> **HOW TO COMPLETE THIS TASK**: "image" appears in how many lines of the entries? State only the number.

> **RECORDS**:
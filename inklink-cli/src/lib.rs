//! # inklink-cli: BLE e-paper image sender
//!
//! Command-line front end for `inklink-core`: discovers EPD modules,
//! prepares an image (resize, dither, plane packing) and drives a
//! full transfer session over BLE.
//!
//! ## Commands
//!
//! - **scan**: List nearby BLE devices.
//! - **send**: Push an image to a panel and refresh it.

pub mod config;
pub mod render;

> **ANSWER FOR THE TASK**: 3